Author(s): Yang YY, Lin HC, Lee WP, Chu CJ, Lin MW, Lee FY, Hou MC, Jap JS, Lee SD

Affiliation(s): Department of Medicine, Taipei Veterans General Hospital, Taiwan. yangyy@vghtpe.gov.tw

Publication date & source: 2010-11, Gut., 59(11):1545-53. Epub 2010 Sep 9.

Publication type: Randomized Controlled Trial; Research Support, Non-U.S. Gov't

OBJECTIVE: Clonidine is an alpha(2)-adrenoceptor agonist which, by coupling with G-protein, has been proposed as an alternative treatment for refractory ascites of patients with cirrhosis for several years. Genetic polymorphisms of beta-adrenoceptor and angiotensin II type 1 receptor blockers have been reported to affect drug response in patients with cirrhosis.

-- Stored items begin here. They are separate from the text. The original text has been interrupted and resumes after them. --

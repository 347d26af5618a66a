//! Shared types and streaming infrastructure for the YouTube API client.

use crate::Error;
use serde::Deserialize;
use serde::de::DeserializeOwned;
use std::collections::VecDeque;
use std::fmt;
use std::future::Future;
use std::pin::Pin;
use std::task::{Context as TaskContext, Poll};
use tokio_stream::Stream;

/// An undecoded page, exactly as the API returned it.
pub type RawPage = serde_json::Value;

/// The decoded records of one page, in server order, plus the token for the page after it.
pub type Page<T> = (VecDeque<T>, Option<String>);

/// A lazily fetched, boxed listing of every record of one resource.
pub type Paginated<'a, T> = Pin<Box<dyn Stream<Item = eyre::Result<T>> + Send + 'a>>;

/// The paginated list endpoints this crate reads from.
#[derive(Debug, Clone, Copy, PartialEq, Eq, Hash)]
pub enum ResourceKind {
    /// `playlists.list`, selected by channel.
    Playlists,
    /// `playlistItems.list`, selected by playlist.
    PlaylistItems,
}

impl ResourceKind {
    /// Path of the list endpoint, relative to the API base URL.
    pub fn endpoint(self) -> &'static str {
        match self {
            ResourceKind::Playlists => "playlists",
            ResourceKind::PlaylistItems => "playlistItems",
        }
    }

    /// Name of the query parameter that carries the selector key.
    pub fn selector_param(self) -> &'static str {
        match self {
            ResourceKind::Playlists => "channelId",
            ResourceKind::PlaylistItems => "playlistId",
        }
    }

    /// Partial-response filter limiting each page to what the decoder reads.
    ///
    /// See: <https://developers.google.com/youtube/v3/getting-started#fields>
    pub fn fields(self) -> &'static str {
        match self {
            ResourceKind::Playlists => "items(id,snippet/title),nextPageToken",
            ResourceKind::PlaylistItems => {
                "items/snippet(title,resourceId/videoId),nextPageToken"
            }
        }
    }
}

impl fmt::Display for ResourceKind {
    fn fmt(&self, f: &mut fmt::Formatter<'_>) -> fmt::Result {
        f.write_str(match self {
            ResourceKind::Playlists => "playlist",
            ResourceKind::PlaylistItems => "playlist item",
        })
    }
}

/// A record type that can be listed page by page.
///
/// Each implementor ties a [`ResourceKind`] to the wire shape of one entry in that endpoint's
/// `items` array and to the record it is reduced to.
pub trait Resource: Sized {
    const KIND: ResourceKind;

    /// One element of the response's `items` array.
    type Wire: DeserializeOwned;

    fn from_wire(wire: Self::Wire) -> Self;
}

/// The common envelope of every `*.list` response.
#[derive(Debug, Deserialize)]
struct ListResponse<T> {
    items: VecDeque<T>,
    /// Token that can be used as the value of the pageToken parameter to retrieve the next page in the result set.
    #[serde(rename = "nextPageToken")]
    next_page_token: Option<String>,
}

/// Extracts the records and the continuation token from one raw page.
///
/// The token is the only end-of-listing signal: a page with no items but with a token is not
/// the last one.
pub fn decode_page<R: Resource>(page: RawPage) -> Result<Page<R>, Error> {
    let page: ListResponse<R::Wire> =
        serde_json::from_value(page).map_err(|source| Error::Decode {
            kind: R::KIND,
            source,
        })?;
    let records = page.items.into_iter().map(R::from_wire).collect();
    Ok((records, page.next_page_token))
}

type OneFuturePage<'a, F, T> =
    Pin<Box<dyn Future<Output = eyre::Result<(F, Page<T>)>> + 'a + Send>>;

/// A paginated stream that automatically fetches subsequent pages from a YouTube API list endpoint.
///
/// This stream yields items one by one, and only asks for the next page once every item of the
/// current page has been handed out. Only supports forward pagination (no previous page support).
/// Once a page fails to load, the stream ends after yielding that error.
pub struct PagedStream<'a, T, F> {
    /// Current batch of items from the most recent API response
    current_items: VecDeque<T>,
    /// Future for the next page, not polled until `current_items` runs dry
    pending_request: Option<OneFuturePage<'a, F, T>>,
    /// Whether we've reached the end of all available data
    is_done: bool,
}

impl<'a, T, F> PagedStream<'a, T, F> {
    /// Create a new PagedStream that starts at the first page.
    ///
    /// `fetcher` is called with `None` for the first page and with the previous page's token for
    /// every page after that. Nothing is fetched until the stream is first polled.
    pub fn new<Fut>(fetcher: F) -> Self
    where
        F: Fn(Option<String>) -> Fut,
        F: Send + 'a,
        Fut: Future<Output = eyre::Result<Page<T>>> + Send + 'a,
    {
        let first_page = async move {
            let results = fetcher(None).await?;
            Ok((fetcher, results))
        };
        Self {
            pending_request: Some(Box::pin(first_page)),
            current_items: VecDeque::new(),
            is_done: false,
        }
    }
}

impl<'a, T: Unpin, F> Unpin for PagedStream<'a, T, F> {}

impl<'a, T: Unpin, F, Fut> Stream for PagedStream<'a, T, F>
where
    F: Fn(Option<String>) -> Fut,
    F: Send + 'a,
    Fut: Future<Output = eyre::Result<Page<T>>> + Send + 'a,
{
    type Item = eyre::Result<T>;

    fn poll_next(mut self: Pin<&mut Self>, cx: &mut TaskContext<'_>) -> Poll<Option<Self::Item>> {
        loop {
            if let Some(item) = self.current_items.pop_front() {
                return Poll::Ready(Some(Ok(item)));
            }

            if self.is_done {
                return Poll::Ready(None);
            }

            let Some(pending) = self.pending_request.as_mut() else {
                self.is_done = true;
                return Poll::Ready(None);
            };

            match pending.as_mut().poll(cx) {
                Poll::Ready(Ok((fetcher, (items, next_token)))) => {
                    self.current_items.extend(items);

                    if let Some(next_token) = next_token {
                        // set up the next request, but leave it unpolled until this page is drained
                        self.pending_request = Some(Box::pin(async move {
                            let results = fetcher(Some(next_token)).await?;
                            Ok((fetcher, results))
                        }));
                    } else {
                        self.is_done = true;
                        self.pending_request = None;
                    }

                    // an empty page with a token loops straight into the next request
                    continue;
                }
                Poll::Ready(Err(e)) => {
                    self.pending_request = None;
                    self.is_done = true;
                    return Poll::Ready(Some(Err(e)));
                }
                Poll::Pending => return Poll::Pending,
            }
        }
    }
}

#[cfg(test)]
mod tests {
    use super::*;
    use crate::youtube_api::{PlaylistItemRecord, PlaylistRecord};
    use pretty_assertions::assert_eq;
    use serde_json::json;
    use std::collections::HashMap;
    use std::sync::{Arc, Mutex};
    use tokio_stream::StreamExt;

    type Script = HashMap<Option<String>, Page<u32>>;

    fn page(items: &[u32], next: Option<&str>) -> Page<u32> {
        (items.iter().copied().collect(), next.map(String::from))
    }

    fn script(pages: &[(Option<&str>, Page<u32>)]) -> Script {
        pages
            .iter()
            .map(|(token, page)| (token.map(String::from), page.clone()))
            .collect()
    }

    /// A stream over `pages` that records every token it was asked for.
    fn scripted(
        pages: Script,
    ) -> (
        impl Stream<Item = eyre::Result<u32>>,
        Arc<Mutex<Vec<Option<String>>>>,
    ) {
        let requests = Arc::new(Mutex::new(Vec::new()));
        let log = Arc::clone(&requests);
        let stream = PagedStream::new(move |token: Option<String>| {
            log.lock().unwrap().push(token.clone());
            let page = pages.get(&token).cloned();
            async move { page.ok_or_else(|| eyre::eyre!("no page for token {token:?}")) }
        });
        (stream, requests)
    }

    #[tokio::test]
    async fn concatenates_pages_in_order() {
        let (stream, requests) = scripted(script(&[
            (None, page(&[1, 2], Some("b"))),
            (Some("b"), page(&[3], Some("c"))),
            (Some("c"), page(&[4, 5], None)),
        ]));

        let items: Vec<u32> = stream.map(|r| r.unwrap()).collect().await;

        assert_eq!(items, vec![1, 2, 3, 4, 5]);
        assert_eq!(
            *requests.lock().unwrap(),
            vec![None, Some("b".to_string()), Some("c".to_string())]
        );
    }

    #[tokio::test]
    async fn single_page_without_token_is_one_request() {
        let (stream, requests) = scripted(script(&[(None, page(&[7, 8], None))]));

        let items: Vec<u32> = stream.map(|r| r.unwrap()).collect().await;

        assert_eq!(items, vec![7, 8]);
        assert_eq!(requests.lock().unwrap().len(), 1);
    }

    #[tokio::test]
    async fn empty_page_with_token_keeps_going() {
        let (stream, requests) = scripted(script(&[
            (None, page(&[], Some("b"))),
            (Some("b"), page(&[], Some("c"))),
            (Some("c"), page(&[9], None)),
        ]));

        let items: Vec<u32> = stream.map(|r| r.unwrap()).collect().await;

        assert_eq!(items, vec![9]);
        assert_eq!(requests.lock().unwrap().len(), 3);
    }

    #[tokio::test]
    async fn nothing_is_fetched_until_polled_and_pages_load_on_demand() {
        let (stream, requests) = scripted(script(&[
            (None, page(&[1, 2], Some("b"))),
            (Some("b"), page(&[3], None)),
        ]));
        let mut stream = std::pin::pin!(stream);
        assert!(requests.lock().unwrap().is_empty());

        assert_eq!(stream.next().await.unwrap().unwrap(), 1);
        assert_eq!(stream.next().await.unwrap().unwrap(), 2);
        assert_eq!(requests.lock().unwrap().len(), 1);

        assert_eq!(stream.next().await.unwrap().unwrap(), 3);
        assert_eq!(requests.lock().unwrap().len(), 2);
        assert!(stream.next().await.is_none());
    }

    #[tokio::test]
    async fn failure_ends_the_stream() {
        // the script has no page for "b", so the second fetch fails
        let (stream, requests) = scripted(script(&[(None, page(&[1, 2], Some("b")))]));
        let mut stream = std::pin::pin!(stream);

        assert_eq!(stream.next().await.unwrap().unwrap(), 1);
        assert_eq!(stream.next().await.unwrap().unwrap(), 2);
        let err = stream.next().await.unwrap().unwrap_err();
        assert!(err.to_string().contains("no page for token"));
        assert!(stream.next().await.is_none());
        assert_eq!(requests.lock().unwrap().len(), 2);
    }

    #[test]
    fn decodes_playlists() {
        let raw = json!({
            "items": [
                { "id": "PL1", "snippet": { "title": "Mix" } },
                { "id": "PL2", "snippet": { "title": "Live sets" } },
            ],
            "nextPageToken": "CAUQAA",
        });

        let (records, next) = decode_page::<PlaylistRecord>(raw).unwrap();

        assert_eq!(
            Vec::from(records),
            vec![
                PlaylistRecord {
                    title: "Mix".into(),
                    id: "PL1".into()
                },
                PlaylistRecord {
                    title: "Live sets".into(),
                    id: "PL2".into()
                },
            ]
        );
        assert_eq!(next.as_deref(), Some("CAUQAA"));
    }

    #[test]
    fn decodes_playlist_items_of_the_last_page() {
        let raw = json!({
            "items": [
                { "snippet": { "title": "A", "resourceId": { "videoId": "v1" } } },
            ],
        });

        let (records, next) = decode_page::<PlaylistItemRecord>(raw).unwrap();

        assert_eq!(
            Vec::from(records),
            vec![PlaylistItemRecord {
                title: "A".into(),
                video_id: "v1".into()
            }]
        );
        assert_eq!(next, None);
    }

    #[test]
    fn empty_page_keeps_its_token() {
        let raw = json!({ "items": [], "nextPageToken": "next" });

        let (records, next) = decode_page::<PlaylistRecord>(raw).unwrap();

        assert!(records.is_empty());
        assert_eq!(next.as_deref(), Some("next"));
    }

    #[test]
    fn missing_fields_are_decode_errors() {
        let raw = json!({ "items": [ { "snippet": { "title": "A" } } ] });

        let err = decode_page::<PlaylistItemRecord>(raw).unwrap_err();

        assert!(matches!(
            err,
            Error::Decode {
                kind: ResourceKind::PlaylistItems,
                ..
            }
        ));

        let err = decode_page::<PlaylistRecord>(json!({ "nextPageToken": "x" })).unwrap_err();
        assert!(matches!(
            err,
            Error::Decode {
                kind: ResourceKind::Playlists,
                ..
            }
        ));
    }

    #[test]
    fn field_hints_include_the_page_token() {
        for kind in [ResourceKind::Playlists, ResourceKind::PlaylistItems] {
            assert!(kind.fields().ends_with(",nextPageToken"), "{kind}");
        }
    }
}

This study evaluated the clonidine-diuretic response rate, favourable predictors and genetic components of the clonidine-diuretic response in patients with cirrhosis with refractory ascites. METHODS: 270 patients with cirrhosis with refractory ascites were randomised equally into two treatment groups to receive diuretics alone or the clonidine-diuretics association. The primary end point was clonidine-diuretic response rate. Secondary end points were mean daily dose of diuretics, times of paracentesis, ascites-related readmission and 1-year survival rate. RESULTS: Good clonidine responders had better natriuresis and diuresis as well as a significant decrease in abdominal circumference, plasma renin, aldosterone and norepinephrine levels. The overall clonidine-diuretics response rate was 55-60%. In patients with cirrhosis, the prevalence of ARDA(2)C WD/DD and GNB3 CT/TT genotypes was 71% and 77%, respectively. Among the responders, 71% of patients with cirrhosis had the ARDA(2)C WD/DD genotype and 67% has the GNB3 CT/TT genotype. Besides higher baseline norepinephrine levels, the presence of both ARDA(2)C WD/DD and GNB3 CT/TT genotypes showed a positive predictive value of 82% and a negative predictive value of 79% for good clonidine response. CONCLUSIONS: These results suggest that neurohormonal and genetic testing may be used as predictive factors for the additive effects of clonidine on the diuresis and natriuresis effects of diuretics in patients with cirrhosis with refractory ascites.